Three categories of biomarkers have been identified: biomarkers of effect, which are cellular responses that reflect sublethal exposure-related damage to a system; biomarkers of exposure, which are reversible upstream markers that respond before cellular damage occurs; and biomarkers of susceptibility, which refer to individual variations in the genes coding for stressor-induced cellular response (5). Proteins whose genes are influenced and induced by environmental stimuli or ecologic variations are called ecoproteins, in contrast to the constitutive, structural, "eco-free" proteins. Ecoproteins, which are generally highly inducible and conserved in nature, represent protective mechanisms against environmental stress and amplify the system's ecophysiologic adaptation to environmental conditions.

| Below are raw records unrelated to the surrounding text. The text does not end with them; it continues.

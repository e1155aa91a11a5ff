//! Color theme support

use ratatui::style::{Color, Modifier, Style};

/// Slice colors, applied as `palette[i % len]` in option order
pub const SLICE_PALETTE: [Color; 8] = [
    Color::Rgb(0x4e, 0x79, 0xa7),
    Color::Rgb(0xf2, 0x8e, 0x2b),
    Color::Rgb(0xe1, 0x57, 0x59),
    Color::Rgb(0x76, 0xb7, 0xb2),
    Color::Rgb(0x59, 0xa1, 0x4f),
    Color::Rgb(0x1f, 0x7a, 0x8c),
    Color::Rgb(0xb0, 0x7a, 0xa1),
    Color::Rgb(0xff, 0x9d, 0xa7),
];

/// Gold, used for the winning slice and the pointer
pub const HIGHLIGHT: Color = Color::Rgb(0xff, 0xd7, 0x00);

/// Color theme for the UI
#[derive(Debug, Clone)]
pub struct Theme {
    /// Background color
    pub bg: Color,
    /// Primary text color
    pub fg: Color,
    /// Dimmed/secondary text
    pub dim: Color,
    /// Accent color (focused controls)
    pub accent: Color,
    /// Success color (winner banner)
    pub success: Color,
    /// Border color
    pub border: Color,
    /// Slice colors in option order
    pub palette: [Color; 8],
    /// Winning slice color
    pub highlight: Color,
    /// Text drawn on top of slices
    pub label_fg: Color,
}

impl Default for Theme {
    fn default() -> Self {
        Self::dark()
    }
}

impl Theme {
    /// Dark theme (default)
    pub fn dark() -> Self {
        Self {
            bg: Color::Reset,
            fg: Color::White,
            dim: Color::DarkGray,
            accent: Color::Cyan,
            success: Color::Green,
            border: Color::DarkGray,
            palette: SLICE_PALETTE,
            highlight: HIGHLIGHT,
            label_fg: Color::Black,
        }
    }

    /// Light theme
    pub fn light() -> Self {
        Self {
            bg: Color::White,
            fg: Color::Black,
            dim: Color::Gray,
            accent: Color::Blue,
            success: Color::Green,
            border: Color::Gray,
            palette: SLICE_PALETTE,
            highlight: HIGHLIGHT,
            label_fg: Color::Black,
        }
    }

    /// Get base style
    pub fn base_style(&self) -> Style {
        Style::default().fg(self.fg).bg(self.bg)
    }

    /// Get dimmed style
    pub fn dim_style(&self) -> Style {
        Style::default().fg(self.dim)
    }

    /// Get accent style
    pub fn accent_style(&self) -> Style {
        Style::default().fg(self.accent)
    }

    /// Get bold accent style
    pub fn accent_bold(&self) -> Style {
        Style::default()
            .fg(self.accent)
            .add_modifier(Modifier::BOLD)
    }

    /// Get success style
    pub fn success_style(&self) -> Style {
        Style::default()
            .fg(self.success)
            .add_modifier(Modifier::BOLD)
    }

    /// Get border style
    pub fn border_style(&self) -> Style {
        Style::default().fg(self.border)
    }

    /// Style for the pointer marker
    pub fn pointer_style(&self) -> Style {
        Style::default()
            .fg(self.highlight)
            .add_modifier(Modifier::BOLD)
    }
}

Among ecoproteins, stress proteins have been abundantly studied as a biomarker of effect for pollutants (6, 7). Heat-shock proteins (HSPs) represent the most abundant and widely studied group of stress proteins. HSPs are induced as an adaptive response on exposure to a variety of cellular injuries including oxidative damage. In particular, the cytosolic, inducible, 72 kDa HSP (Hsp70) is induced by oxidants both in vitro and in vivo (8-10), and its expression has been used as an indicative response to environmental stress and an interesting candidate as biomarkers of effect (11-14). Optimal biomarkers would be biomarkers of exposure, which could provide the earliest, most upstream warning signs of environmental stress exposure. Mitochondria are highly sensitive to oxidants and to toxic exposure--mediated cell death (15-17). We have previously shown that mitochondria were a target for reactive oxygen species-mediated effects of in vitro tobacco smoke (TS) exposure in human monocytes (18). We thus hypothesized that mitochondrial alterations, as determined by mitochondrial membrane potential ([DELTA][psi]m), could represent a primary target for oxidant toxicity and could be used as a specific biomarker for oxidant-mediated exposure.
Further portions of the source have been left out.